Developing Topics.

Background: Alzheimer's disease (AD) is a devastating condition with no known effective treatment. We have demonstrated cerebral endothelin B receptors (ETBR) as a potential target to treat AD. However, the mechanism of action of sovateltide remains elusive. Therefore, we investigated its mechanism of action in neuronal regeneration in APP/PS1 transgenic mouse model.

Method: APP/PS1 transgenic mice and C57BL/6 control mice were divided into two groups (vehicle and sovateltide). Sovateltide (5 µg/kg) was intravenously injected, three times at 2-hour intervals on days 1, 3 and 6 of every month until study end points (3-, 6- and 12-months age). Control mice received an equal volume of saline. Separate sets of mice were sacrificed at the end of 3, 6 and 12 months and beta amyloid plague formation, mitochondrial dysfunction, neuro- and synapto-genesis were assessed in the brain.
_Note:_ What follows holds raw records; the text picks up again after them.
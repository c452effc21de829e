//! Screen-capture encoder invocation
//!
//! The encoder is an external ffmpeg process grabbing the virtual
//! display with x11grab and writing to the configured stream
//! destination. The destination is opaque to us: it is passed straight
//! through to the encoder.

use serde::{Deserialize, Serialize};

use crate::display::DisplayHandle;
use crate::error::Result;
use crate::process::ManagedProcess;

/// Where the encoder writes when no destination is given on the CLI
pub const DEFAULT_STREAM_DESTINATION: &str = "/var/lib/xcast/streams/app.m3u8";

/// Capture encoder configuration
#[derive(Debug, Clone, Serialize, Deserialize)]
pub struct EncoderConfig {
    /// Encoder binary
    pub binary: String,
    /// Capture width in pixels
    pub width: u32,
    /// Capture height in pixels
    pub height: u32,
    /// Capture framerate
    pub framerate: u32,
    /// GOP size (keyframe interval in frames)
    pub gop: u32,
    /// Stream destination (file path or sink identifier)
    pub destination: String,
}

impl Default for EncoderConfig {
    fn default() -> Self {
        Self {
            binary: "ffmpeg".to_string(),
            width: 1280,
            height: 720,
            framerate: 24,
            gop: 30,
            destination: DEFAULT_STREAM_DESTINATION.to_string(),
        }
    }
}

impl EncoderConfig {
    /// ffmpeg argument list for grabbing the given display
    pub fn build_args(&self, display: DisplayHandle) -> Vec<String> {
        vec![
            "-f".to_string(),
            "x11grab".to_string(),
            "-s".to_string(),
            format!("{}x{}", self.width, self.height),
            "-r".to_string(),
            self.framerate.to_string(),
            "-i".to_string(),
            display.display_string(),
            "-c:v".to_string(),
            "h264".to_string(),
            "-preset".to_string(),
            "superfast".to_string(),
            "-flags".to_string(),
            "+cgop".to_string(),
            "-g".to_string(),
            self.gop.to_string(),
            self.destination.clone(),
        ]
    }
}

/// Launch the encoder against a live display.
pub fn launch(config: &EncoderConfig, display: DisplayHandle) -> Result<ManagedProcess> {
    let args = config.build_args(display);
    ManagedProcess::spawn("encoder", &config.binary, &args, None)
}

#[cfg(test)]
mod tests {
    use super::*;

    #[test]
    fn test_build_args_shape() {
        let config = EncoderConfig {
            destination: "/tmp/out.m3u8".to_string(),
            ..EncoderConfig::default()
        };
        let args = config.build_args(DisplayHandle(42));

        assert_eq!(args[0], "-f");
        assert_eq!(args[1], "x11grab");
        assert!(args.contains(&"1280x720".to_string()));
        assert!(args.contains(&":42".to_string()));
        // Destination is the final argument
        assert_eq!(args.last().unwrap(), "/tmp/out.m3u8");
    }

    #[tokio::test]
    async fn test_launch_missing_binary() {
        let config = EncoderConfig {
            binary: "/nonexistent/ffmpeg".to_string(),
            ..EncoderConfig::default()
        };
        assert!(launch(&config, DisplayHandle(1)).is_err());
    }
}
Result: APP/PS1 transgenic mice showed significant (p<0.001) impairment in spatial memory with elevated levels of Aβ plaque along with decreased levels of neuro and synaptogenic markers, which reflected the adverse effect of disease progression. Treatment with sovateltide rescued learning and memory deficits and significantly (p<0.001) decreased Aβ plaque load compared to vehicle in 6 months and 12 months aged transgenic mice. Moreover, sovateltide attenuated neuronal loss in the hippocampus and enhanced neurogenesis in APP/PS1 mice as evident by increased expression of NeuroD1 (p<0.0001), DoubleCortin (p<0.0001) and NeuN (p<0.0001) along with an upregulation of synaptic proteins (synapsin-1, synaptophysin, and postsynaptic density-95) compared to vehicle at 6 and 12 months. Sovateltide treatment also decreased mitochondrial fission (Drp1; p<0.001), increased mitochondrial fusion (Mfn2; p<0.001) and mitochondrial cross-sectional area (p<0.01). Additionally, caspase-3 level was significantly (p<0.001) higher in vehicle group than that in the sham group, and treatment with sovateltide significantly (p<0.01) reduced caspase-3 level. There were no changes in the expression of any of these markers at three months.

Conclusion: These findings suggest that sovateltide treatment promotes regeneration while simultaneously decreasing the pathology associated with Alzheimer's disease.